- [What to produce]
Wherever the word "const" occurs in the lines below, copy the whole line.

-----

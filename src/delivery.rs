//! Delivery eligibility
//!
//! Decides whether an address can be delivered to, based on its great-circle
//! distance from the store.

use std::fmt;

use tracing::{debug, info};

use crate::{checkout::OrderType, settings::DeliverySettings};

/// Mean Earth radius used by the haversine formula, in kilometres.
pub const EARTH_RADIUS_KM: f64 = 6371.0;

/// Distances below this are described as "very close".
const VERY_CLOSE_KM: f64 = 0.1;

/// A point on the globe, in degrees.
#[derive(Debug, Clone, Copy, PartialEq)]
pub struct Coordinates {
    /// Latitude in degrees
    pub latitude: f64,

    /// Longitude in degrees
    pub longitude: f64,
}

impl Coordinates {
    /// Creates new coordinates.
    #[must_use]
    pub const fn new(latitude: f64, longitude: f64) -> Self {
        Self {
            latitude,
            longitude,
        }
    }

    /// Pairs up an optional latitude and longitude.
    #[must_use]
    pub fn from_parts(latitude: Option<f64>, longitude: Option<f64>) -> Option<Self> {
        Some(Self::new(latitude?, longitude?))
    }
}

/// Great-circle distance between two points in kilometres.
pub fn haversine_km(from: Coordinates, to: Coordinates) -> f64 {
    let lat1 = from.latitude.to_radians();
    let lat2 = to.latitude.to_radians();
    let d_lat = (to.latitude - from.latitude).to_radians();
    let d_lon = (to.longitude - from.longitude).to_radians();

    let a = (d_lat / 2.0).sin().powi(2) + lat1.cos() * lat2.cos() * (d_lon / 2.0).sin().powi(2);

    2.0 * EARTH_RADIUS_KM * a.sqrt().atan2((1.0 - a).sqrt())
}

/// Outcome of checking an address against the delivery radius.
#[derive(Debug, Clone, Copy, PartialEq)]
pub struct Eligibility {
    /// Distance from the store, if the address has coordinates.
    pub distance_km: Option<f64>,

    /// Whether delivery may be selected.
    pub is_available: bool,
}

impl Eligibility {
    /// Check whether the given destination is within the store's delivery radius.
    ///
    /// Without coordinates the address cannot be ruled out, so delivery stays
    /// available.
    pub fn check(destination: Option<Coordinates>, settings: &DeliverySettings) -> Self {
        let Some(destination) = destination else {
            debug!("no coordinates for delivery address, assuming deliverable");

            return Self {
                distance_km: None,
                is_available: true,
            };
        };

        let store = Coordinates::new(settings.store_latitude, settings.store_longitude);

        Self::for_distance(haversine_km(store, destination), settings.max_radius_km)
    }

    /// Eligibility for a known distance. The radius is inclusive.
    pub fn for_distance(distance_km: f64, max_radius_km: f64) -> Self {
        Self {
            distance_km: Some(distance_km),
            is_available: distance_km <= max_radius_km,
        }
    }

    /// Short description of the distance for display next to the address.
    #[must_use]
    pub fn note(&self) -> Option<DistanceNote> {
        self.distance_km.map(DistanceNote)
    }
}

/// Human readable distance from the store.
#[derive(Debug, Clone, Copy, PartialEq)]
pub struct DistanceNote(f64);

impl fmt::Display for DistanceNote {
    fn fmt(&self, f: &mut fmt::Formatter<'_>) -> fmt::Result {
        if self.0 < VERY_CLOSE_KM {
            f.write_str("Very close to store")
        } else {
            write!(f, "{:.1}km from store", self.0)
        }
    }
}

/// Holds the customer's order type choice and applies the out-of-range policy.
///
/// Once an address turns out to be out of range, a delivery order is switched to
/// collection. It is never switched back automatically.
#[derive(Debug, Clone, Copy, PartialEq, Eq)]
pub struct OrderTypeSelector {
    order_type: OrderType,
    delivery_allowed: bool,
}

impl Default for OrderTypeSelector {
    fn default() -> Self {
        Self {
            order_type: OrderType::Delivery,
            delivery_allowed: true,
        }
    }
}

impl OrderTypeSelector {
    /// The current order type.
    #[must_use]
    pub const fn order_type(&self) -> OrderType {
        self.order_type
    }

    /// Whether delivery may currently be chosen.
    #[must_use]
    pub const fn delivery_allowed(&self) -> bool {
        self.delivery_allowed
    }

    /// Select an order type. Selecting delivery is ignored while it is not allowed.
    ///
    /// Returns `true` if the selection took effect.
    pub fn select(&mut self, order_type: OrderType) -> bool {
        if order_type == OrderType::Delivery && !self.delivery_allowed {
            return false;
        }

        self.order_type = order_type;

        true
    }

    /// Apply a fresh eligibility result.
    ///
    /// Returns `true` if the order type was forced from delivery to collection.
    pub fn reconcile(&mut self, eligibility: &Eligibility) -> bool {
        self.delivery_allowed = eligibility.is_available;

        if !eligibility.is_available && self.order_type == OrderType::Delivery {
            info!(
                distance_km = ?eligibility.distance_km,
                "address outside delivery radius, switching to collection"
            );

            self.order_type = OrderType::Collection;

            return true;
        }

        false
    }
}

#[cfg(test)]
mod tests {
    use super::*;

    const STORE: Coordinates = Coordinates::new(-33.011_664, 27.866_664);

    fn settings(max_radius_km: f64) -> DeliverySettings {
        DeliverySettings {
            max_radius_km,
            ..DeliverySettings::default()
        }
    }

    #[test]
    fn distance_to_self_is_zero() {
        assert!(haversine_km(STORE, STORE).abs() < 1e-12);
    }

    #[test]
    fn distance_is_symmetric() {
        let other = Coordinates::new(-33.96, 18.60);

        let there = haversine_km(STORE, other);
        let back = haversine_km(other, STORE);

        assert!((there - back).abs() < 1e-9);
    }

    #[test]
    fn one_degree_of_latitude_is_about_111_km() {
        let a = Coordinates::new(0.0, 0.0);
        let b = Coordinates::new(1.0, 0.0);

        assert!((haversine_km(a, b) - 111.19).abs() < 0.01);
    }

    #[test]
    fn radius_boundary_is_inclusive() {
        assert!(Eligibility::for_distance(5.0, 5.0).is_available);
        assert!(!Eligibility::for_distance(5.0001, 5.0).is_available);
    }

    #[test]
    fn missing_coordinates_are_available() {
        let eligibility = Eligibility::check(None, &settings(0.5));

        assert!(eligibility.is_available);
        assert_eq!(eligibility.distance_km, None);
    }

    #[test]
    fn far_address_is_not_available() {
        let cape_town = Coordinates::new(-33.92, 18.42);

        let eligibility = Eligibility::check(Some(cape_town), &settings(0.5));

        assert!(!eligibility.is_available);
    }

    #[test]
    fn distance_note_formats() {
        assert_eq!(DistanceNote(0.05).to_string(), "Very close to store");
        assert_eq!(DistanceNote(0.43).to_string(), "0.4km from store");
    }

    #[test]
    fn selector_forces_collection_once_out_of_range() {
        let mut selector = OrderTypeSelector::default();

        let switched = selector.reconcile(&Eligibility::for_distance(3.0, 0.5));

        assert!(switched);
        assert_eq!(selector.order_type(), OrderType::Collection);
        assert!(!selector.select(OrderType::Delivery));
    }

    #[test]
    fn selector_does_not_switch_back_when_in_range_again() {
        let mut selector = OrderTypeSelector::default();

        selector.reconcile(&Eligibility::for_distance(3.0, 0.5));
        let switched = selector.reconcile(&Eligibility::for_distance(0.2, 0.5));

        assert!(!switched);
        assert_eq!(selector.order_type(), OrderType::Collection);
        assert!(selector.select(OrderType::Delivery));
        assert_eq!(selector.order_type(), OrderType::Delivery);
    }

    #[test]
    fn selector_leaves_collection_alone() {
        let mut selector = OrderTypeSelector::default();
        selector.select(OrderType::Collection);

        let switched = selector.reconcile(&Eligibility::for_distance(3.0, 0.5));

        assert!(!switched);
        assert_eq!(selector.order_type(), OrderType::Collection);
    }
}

-----

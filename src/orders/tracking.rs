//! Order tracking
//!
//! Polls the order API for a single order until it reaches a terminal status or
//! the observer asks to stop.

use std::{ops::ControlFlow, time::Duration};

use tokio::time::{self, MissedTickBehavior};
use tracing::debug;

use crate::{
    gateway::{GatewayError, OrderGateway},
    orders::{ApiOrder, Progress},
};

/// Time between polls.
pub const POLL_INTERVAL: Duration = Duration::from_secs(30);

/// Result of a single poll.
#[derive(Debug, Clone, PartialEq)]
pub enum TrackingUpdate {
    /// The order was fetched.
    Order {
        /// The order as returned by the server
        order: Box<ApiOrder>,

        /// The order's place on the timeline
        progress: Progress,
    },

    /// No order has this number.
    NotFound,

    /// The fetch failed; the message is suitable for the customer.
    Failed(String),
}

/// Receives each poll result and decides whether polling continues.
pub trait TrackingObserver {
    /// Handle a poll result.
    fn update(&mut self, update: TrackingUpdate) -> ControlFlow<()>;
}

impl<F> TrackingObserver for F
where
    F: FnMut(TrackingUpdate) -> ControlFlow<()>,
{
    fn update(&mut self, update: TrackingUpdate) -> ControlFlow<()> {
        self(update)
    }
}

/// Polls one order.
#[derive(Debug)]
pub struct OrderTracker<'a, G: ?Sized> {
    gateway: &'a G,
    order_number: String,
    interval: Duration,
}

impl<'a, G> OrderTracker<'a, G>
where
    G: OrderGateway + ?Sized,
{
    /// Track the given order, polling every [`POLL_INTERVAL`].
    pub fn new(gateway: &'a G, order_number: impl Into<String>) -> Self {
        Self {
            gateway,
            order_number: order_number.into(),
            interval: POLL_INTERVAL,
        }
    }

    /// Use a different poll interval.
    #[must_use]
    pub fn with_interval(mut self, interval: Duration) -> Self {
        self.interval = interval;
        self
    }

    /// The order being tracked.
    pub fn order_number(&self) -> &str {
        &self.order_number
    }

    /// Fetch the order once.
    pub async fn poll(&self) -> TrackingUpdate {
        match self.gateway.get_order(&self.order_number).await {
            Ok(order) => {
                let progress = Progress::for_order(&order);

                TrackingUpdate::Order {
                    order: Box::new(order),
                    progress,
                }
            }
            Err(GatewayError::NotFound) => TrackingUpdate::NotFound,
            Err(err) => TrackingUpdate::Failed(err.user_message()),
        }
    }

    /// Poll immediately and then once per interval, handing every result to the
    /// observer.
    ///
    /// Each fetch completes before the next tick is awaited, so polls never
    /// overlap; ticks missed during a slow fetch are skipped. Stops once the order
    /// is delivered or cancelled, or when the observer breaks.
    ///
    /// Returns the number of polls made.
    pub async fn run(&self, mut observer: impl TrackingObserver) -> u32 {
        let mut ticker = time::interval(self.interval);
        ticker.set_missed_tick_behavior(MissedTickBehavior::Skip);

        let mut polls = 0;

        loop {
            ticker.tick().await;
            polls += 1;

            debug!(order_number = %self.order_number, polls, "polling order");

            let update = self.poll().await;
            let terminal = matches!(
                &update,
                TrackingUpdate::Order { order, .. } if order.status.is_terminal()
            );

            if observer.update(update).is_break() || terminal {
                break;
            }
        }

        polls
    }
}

-----

- [Response]
pub const EARTH_RADIUS_KM: f64 = 6371.0;
const VERY_CLOSE_KM: f64 = 0.1;
    pub const fn new(latitude: f64, longitude: f64) -> Self {
    pub const fn order_type(&self) -> OrderType {
    pub const fn delivery_allowed(&self) -> bool {
    const STORE: Coordinates = Coordinates::new(-33.011_664, 27.866_664);
pub const POLL_INTERVAL: Duration = Duration::from_secs(30);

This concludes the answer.